I must have been about 12 when I told my grandmother I would be a writer. Don’t know why I said it or why I remember saying it. Through junior high, high school, and college I jotted verses in my school notebooks. Took a college course in creative writing, the first time I showed my work to anybody. Graduating with a degree in English and a teaching certificate, I turned my back on that youthful writing interest and entered the adult world of real jobs.
For 23 years creative writing disappeared from my life. Working in the public library, I wrote a monthly book review for the newspaper. Readers didn’t rush in to check out the reviewed books, but my fans looked forward to the next review because they liked my writing.
Years passed. Curled up on the couch on a Saturday morning, I finished reading a novel, put it down, and started to get dressed for the day. In the shower hot tears dribbled down my face while the water sprayed my body, and I said, “I wish I could write like that.”
The logical side of me said that was odd, that tears should have been for the characters who finally muddled through their plot twists. Where did my statement come from? And what to do about it?
I attended writing workshops at the University of Missouri – Kansas City, University of Iowa, and Indiana University. A writer at Indiana, looked up from my work and told me that I couldn’t write because I was a librarian, and librarians don’t write. He knew it because his mother was a librarian. In Kansas City Sharat Chandra, the poet, looked over some of my work and said, “Something unique is slowly emerging.” I stifled my urge to yell at him what do you mean SLOWLY? My young adult days were past. If writing were going to happen in my life, it needed to take off soon!

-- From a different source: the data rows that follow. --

//! Epoch threshold management
//!
//! Each authority wins a slot when its VRF output (a 256-bit big-endian
//! integer) is below the epoch threshold. With `n` authorities each
//! winning independently with probability `p`, the chance that at least
//! one wins is `1 - (1 - p)^n`. Solving for the configured target rate `c`
//! gives `p = 1 - (1 - c)^(1/n)`, and the threshold is `p * 2^256`.
//!
//! The threshold and the rest of the epoch data are replaced as a whole at
//! epoch boundaries; readers hold an `Arc` to an immutable snapshot.

use super::entities::{AuthorityId, AuthorityIndex};
use crate::config::TargetRate;
use crate::error::{Result, SlotProductionError};
use crate::utils::hashing::output_to_u512;
use parking_lot::RwLock;
use primitive_types::U512;
use std::fmt;
use std::sync::Arc;
use tracing::info;

/// Cutoff a VRF output must fall under to win a slot
#[derive(Copy, Clone, PartialEq, Eq, PartialOrd, Ord)]
pub struct EpochThreshold(U512);

impl EpochThreshold {
    /// Threshold exceeding every possible 256-bit output (`2^256`)
    pub fn always_win() -> Self {
        Self(U512::one() << 256)
    }

    /// Threshold no output falls under
    pub fn never_win() -> Self {
        Self(U512::zero())
    }

    /// Wrap a raw value
    pub fn from_raw(value: U512) -> Self {
        Self(value)
    }

    /// Raw value
    pub fn value(&self) -> U512 {
        self.0
    }

    /// True if `output` (big-endian) is strictly below the threshold
    pub fn is_winning(&self, output: &[u8; 32]) -> bool {
        output_to_u512(output) < self.0
    }

    /// Approximate per-authority win probability
    pub fn probability(&self) -> f64 {
        let scaled = (self.0 >> 192).low_u128();
        scaled as f64 / 2f64.powi(64)
    }
}

impl fmt::Debug for EpochThreshold {
    fn fmt(&self, f: &mut fmt::Formatter<'_>) -> fmt::Result {
        write!(f, "EpochThreshold(p~{:.6})", self.probability())
    }
}

/// Threshold giving a network-wide win probability of `target_rate` with
/// `authority_count` equally weighted authorities
pub fn calculate_threshold(
    target_rate: TargetRate,
    authority_count: usize,
) -> Result<EpochThreshold> {
    target_rate.validate()?;
    if authority_count == 0 {
        return Err(SlotProductionError::EmptyAuthoritySet);
    }

    let c = target_rate.as_f64();
    let p = -f64::exp_m1(f64::ln_1p(-c) / authority_count as f64);
    let p = p.clamp(0.0, 1.0);

    // 64 bits of precision shifted into the top of the 256-bit range
    let scaled = (p * 2f64.powi(64)).floor() as u128;
    Ok(EpochThreshold(U512::from(scaled) << 192))
}

/// Immutable per-epoch data
#[derive(Clone, Debug)]
pub struct EpochData {
    /// Epoch index
    pub epoch_index: u64,

    /// Public randomness mixed into every VRF transcript of the epoch
    pub randomness: [u8; 32],

    /// Ordered authority set
    pub authorities: Vec<AuthorityId>,

    /// Win threshold
    pub threshold: EpochThreshold,
}

impl EpochData {
    /// Position of `public_key` in the authority set
    pub fn authority_index(&self, public_key: &AuthorityId) -> Option<AuthorityIndex> {
        self.authorities
            .iter()
            .position(|authority| authority == public_key)
            .map(|index| index as AuthorityIndex)
    }
}

/// Holds the active epoch data and recomputes the threshold at epoch
/// boundaries
pub struct ThresholdManager {
    target_rate: TargetRate,
    current: RwLock<Option<Arc<EpochData>>>,
}

impl ThresholdManager {
    /// Create a manager with no active epoch
    pub fn new(target_rate: TargetRate) -> Result<Self> {
        target_rate.validate()?;
        Ok(Self {
            target_rate,
            current: RwLock::new(None),
        })
    }

    /// Configured target rate
    pub fn target_rate(&self) -> TargetRate {
        self.target_rate
    }

    /// Start a new epoch: compute its threshold and replace the active data
    pub fn begin_epoch(
        &self,
        epoch_index: u64,
        randomness: [u8; 32],
        authorities: Vec<AuthorityId>,
    ) -> Result<Arc<EpochData>> {
        let threshold = calculate_threshold(self.target_rate, authorities.len())?;
        self.install(EpochData {
            epoch_index,
            randomness,
            authorities,
            threshold,
        })
    }

    /// Start a new epoch with a fixed threshold
    pub fn force_threshold(
        &self,
        epoch_index: u64,
        randomness: [u8; 32],
        authorities: Vec<AuthorityId>,
        threshold: EpochThreshold,
    ) -> Result<Arc<EpochData>> {
        if authorities.is_empty() {
            return Err(SlotProductionError::EmptyAuthoritySet);
        }
        self.install(EpochData {
            epoch_index,
            randomness,
            authorities,
            threshold,
        })
    }

    fn install(&self, data: EpochData) -> Result<Arc<EpochData>> {
        info!(
            "[qc-17] Epoch {} begins: {} authorities, threshold {:?}",
            data.epoch_index,
            data.authorities.len(),
            data.threshold
        );
        let data = Arc::new(data);
        *self.current.write() = Some(Arc::clone(&data));
        Ok(data)
    }

    /// Active epoch data
    pub fn current(&self) -> Result<Arc<EpochData>> {
        self.current
            .read()
            .clone()
            .ok_or(SlotProductionError::ThresholdUnset)
    }
}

In another twist, I turned all my energy to running the college library, first as acting director, then as director, telling myself that I would write again but not now. The second time that I stopped writing.

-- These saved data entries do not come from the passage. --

//! Domain entities for slot production

use super::pre_digest::PreDigest;
use crate::error::{Result, SlotProductionError};
use primitive_types::H256;
use serde::{Deserialize, Serialize};

/// VRF output length in bytes
pub const VRF_OUTPUT_LENGTH: usize = 32;

/// VRF proof length in bytes
pub const VRF_PROOF_LENGTH: usize = 64;

/// Position of an authority in the epoch's ordered authority set
pub type AuthorityIndex = u32;

/// Authority public key (sr25519)
pub type AuthorityId = [u8; 32];

/// A single slot, recomputed fresh for each tick
#[derive(Copy, Clone, Debug, PartialEq, Eq, Serialize, Deserialize)]
pub struct Slot {
    /// Slot number
    pub number: u64,

    /// Slot start (milliseconds)
    pub start: u64,

    /// Slot duration (milliseconds)
    pub duration: u64,
}

impl Slot {
    /// Create new slot
    pub fn new(number: u64, start: u64, duration: u64) -> Self {
        Self {
            number,
            start,
            duration,
        }
    }

    /// First millisecond after this slot
    pub fn end(&self) -> u64 {
        self.start.saturating_add(self.duration)
    }
}

/// VRF output and proof for a slot claim
#[derive(Copy, Clone, Debug, PartialEq, Eq, Serialize, Deserialize)]
pub struct OutputAndProof {
    /// VRF output (pre-output bytes)
    pub output: [u8; VRF_OUTPUT_LENGTH],

    /// VRF proof
    #[serde(with = "proof_bytes")]
    pub proof: [u8; VRF_PROOF_LENGTH],
}

impl OutputAndProof {
    /// Create from raw parts
    pub fn new(output: [u8; VRF_OUTPUT_LENGTH], proof: [u8; VRF_PROOF_LENGTH]) -> Self {
        Self { output, proof }
    }
}

/// Everything the VRF transcript commits to
#[derive(Copy, Clone, Debug, PartialEq, Eq)]
pub struct VrfInput {
    /// Slot being claimed
    pub slot_number: u64,

    /// Active epoch index
    pub epoch_index: u64,

    /// Epoch randomness
    pub randomness: [u8; 32],
}

/// Header digest entry
#[derive(Clone, Debug, PartialEq, Eq, Serialize, Deserialize)]
pub enum DigestItem {
    /// Encoded [`PreDigest`]
    PreDigest(Vec<u8>),

    /// Block seal (signature over the header)
    Seal(Vec<u8>),

    /// Anything this subsystem does not interpret
    Other(Vec<u8>),
}

impl DigestItem {
    fn tag(&self) -> u8 {
        match self {
            Self::PreDigest(_) => 6,
            Self::Seal(_) => 5,
            Self::Other(_) => 0,
        }
    }

    fn data(&self) -> &[u8] {
        match self {
            Self::PreDigest(data) | Self::Seal(data) | Self::Other(data) => data,
        }
    }

    /// Canonical bytes: tag, u32 LE length, payload
    pub fn to_bytes(&self) -> Vec<u8> {
        let data = self.data();
        let mut out = Vec::with_capacity(5 + data.len());
        out.push(self.tag());
        out.extend_from_slice(&(data.len() as u32).to_le_bytes());
        out.extend_from_slice(data);
        out
    }
}

/// Block header as stored by the block store
#[derive(Clone, Debug, PartialEq, Eq, Serialize, Deserialize)]
pub struct Header {
    /// Parent block hash
    pub parent_hash: H256,

    /// Block number (height)
    pub number: u64,

    /// Digest list
    pub digest: Vec<DigestItem>,
}

impl Header {
    /// Genesis header (no pre-digest, slot 0)
    pub fn genesis() -> Self {
        Self {
            parent_hash: H256::zero(),
            number: 0,
            digest: Vec::new(),
        }
    }

    /// Header hash
    pub fn hash(&self) -> H256 {
        crate::utils::hashing::header_hash(self)
    }

    /// Decode the first pre-digest entry, if any
    pub fn pre_digest(&self) -> Result<Option<PreDigest>> {
        self.digest
            .iter()
            .find_map(|item| match item {
                DigestItem::PreDigest(data) => Some(data),
                _ => None,
            })
            .map(|data| PreDigest::decode(data))
            .transpose()
    }

    /// Slot this header was produced in. Genesis sits at slot 0.
    pub fn slot_number(&self) -> Result<u64> {
        if self.number == 0 {
            return Ok(0);
        }
        self.pre_digest()?
            .map(|pre_digest| pre_digest.slot_number)
            .ok_or_else(|| SlotProductionError::MissingPreDigest(self.hash()))
    }
}

/// Block: header plus opaque extrinsics
#[derive(Clone, Debug, PartialEq, Eq, Serialize, Deserialize)]
pub struct Block {
    /// Block header
    pub header: Header,

    /// Encoded extrinsics
    pub body: Vec<Vec<u8>>,
}

impl Block {
    /// Block hash
    pub fn hash(&self) -> H256 {
        self.header.hash()
    }
}

pub(crate) mod proof_bytes {
    use super::VRF_PROOF_LENGTH;
    use serde::{de::Error, Deserialize, Deserializer, Serializer};

    pub fn serialize<S: Serializer>(
        proof: &[u8; VRF_PROOF_LENGTH],
        serializer: S,
    ) -> Result<S::Ok, S::Error> {
        serializer.serialize_str(&hex::encode(proof))
    }

    pub fn deserialize<'de, D: Deserializer<'de>>(
        deserializer: D,
    ) -> Result<[u8; VRF_PROOF_LENGTH], D::Error> {
        let encoded = String::deserialize(deserializer)?;
        let bytes = hex::decode(encoded).map_err(D::Error::custom)?;
        bytes
            .try_into()
            .map_err(|_| D::Error::custom("vrf proof must be 64 bytes"))
    }
}
//! Utility modules for slot production

pub mod hashing;

pub use hashing::{header_hash, output_to_u512, serialize_header, sha256};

In 2011 my husband, Dyke, and I decided together to retire 2 years later. Sitting at home on a Saturday in June, we wondered what we would find to do when we didn’t have our jobs. I said, “When I retire, I’ll write.” A little voice inside of me said I had hardly written in 10 years. How was I going to start writing again after retiring from my job?

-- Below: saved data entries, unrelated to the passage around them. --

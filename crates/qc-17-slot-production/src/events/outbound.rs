//! Outbound events (published)

use crate::domain::{AuthorityIndex, PreDigest};
use chrono::{DateTime, Utc};
use primitive_types::H256;
use serde::{Deserialize, Serialize};
use uuid::Uuid;

/// Current event schema version
pub const EVENT_VERSION: u16 = 1;

/// Topic for [`SlotClaimedEvent`]
pub const SLOT_CLAIMED_TOPIC: &str = "qc-17.slot-claimed";

/// Topic for [`BlockProducedEvent`]
pub const BLOCK_PRODUCED_TOPIC: &str = "qc-17.block-produced";

/// Event: Local authority won a slot
#[derive(Clone, Debug, Serialize, Deserialize)]
pub struct SlotClaimedEvent {
    /// Event version
    pub version: u16,

    /// Sender subsystem ID (always 17)
    pub sender_id: u8,

    /// Correlates this claim with the block produced for it
    pub correlation_id: Uuid,

    /// Won slot
    pub slot_number: u64,

    /// Epoch the slot belongs to
    pub epoch_index: u64,

    /// Local authority index
    pub authority_index: AuthorityIndex,

    /// Block the new block will build on
    pub parent_hash: H256,

    /// Hex-encoded VRF output
    pub vrf_output: String,

    /// Event timestamp
    pub timestamp: DateTime<Utc>,
}

impl SlotClaimedEvent {
    /// Build the event for a claim
    pub fn new(
        correlation_id: Uuid,
        epoch_index: u64,
        parent_hash: H256,
        pre_digest: &PreDigest,
    ) -> Self {
        Self {
            version: EVENT_VERSION,
            sender_id: crate::SUBSYSTEM_ID,
            correlation_id,
            slot_number: pre_digest.slot_number,
            epoch_index,
            authority_index: pre_digest.authority_index,
            parent_hash,
            vrf_output: hex::encode(pre_digest.vrf_output),
            timestamp: Utc::now(),
        }
    }
}

/// Event: Block assembled for a won slot and handed to the broadcaster
#[derive(Clone, Debug, Serialize, Deserialize)]
pub struct BlockProducedEvent {
    /// Event version
    pub version: u16,

    /// Sender subsystem ID (always 17)
    pub sender_id: u8,

    /// Same id as the matching [`SlotClaimedEvent`]
    pub correlation_id: Uuid,

    /// Produced block hash
    pub block_hash: H256,

    /// Block number
    pub block_number: u64,

    /// Slot the block was produced in
    pub slot_number: u64,

    /// Transaction count
    pub transaction_count: u32,

    /// Time from slot claim to broadcast, in milliseconds
    pub production_time_ms: u64,

    /// Event timestamp
    pub timestamp: DateTime<Utc>,
}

My writing self didn’t wait 2 more years. Within a couple of weeks, I stood in the library looking at a magazine, maybe National Geographic, at an article about Homo sapiens nearly going extinct. This happened 70,000 years ago when a catastrophic drought killed most life forms in Africa. Few people survived, some on the south coast, some on the west coast, and some by the Nile. How did they cope with seeing themselves as the only people left in the world? I strained my brain, trying to see these desperate people in a world of 70,000 years ago. Not much clue what it would have looked like. Putting the magazine in its place, I went to my office, and the images went with me. Days passed. Instead of fading, the prehistoric people talked to each other in my head about their fears, despair, hope, plans, chance events, and their dream for a better life for their children.
I began to write EVE’S STORY.
Before turning to writing full time, I worked at the University of North Texas Libraries, Nevada (Missouri) Public Library, and the Cottey College Library. As for education, I attended Longfellow Elementary, Rusk Junior High, and Thomas Jefferson High School in Dallas, and then Lamar High School before graduating from Bellaire High School in Houston. I completed a BA Degree in English at Sam Houston State University where I fell in love with a man named Dyke, with a sense that a future with him would pull me out of my humdrum life - maybe an unspoken wish for stories to tell. I taught 9th grade English at Dickinson (Texas) High School and worked as an employment counselor before the U.S. Army sent Dyke to serve in Anchorage, Alaska for 2 years. Alaska was a beautiful place of salmon fishing in icy rivers beneath snowy mountains, learning to ski, and gathering for wine tasting parties with Army buddies and wives. On returning to Texas, I began my library career.My husband, Dyke Kiel, Ph.D., taught music at Cottey College until his retirement. He is putting the finishing touches on his edition of the folk opera, "Afiwa," by the West African composer Nicholas Ballanta. I wrote the Wikipedia article about Ballanta. His project took us to Freetown, Sierra Leone in 2001 and again in 2008 where we ate fresh crab and tropical fruits while gazing down the hillside over the tops of palms at the Atlantic below. Since my novel is set on the banks of the Nile, we traveled to Egypt for a Viking river cruise in 2016 where I tried to imagine the area before the pharaohs built cities on the banks of the river.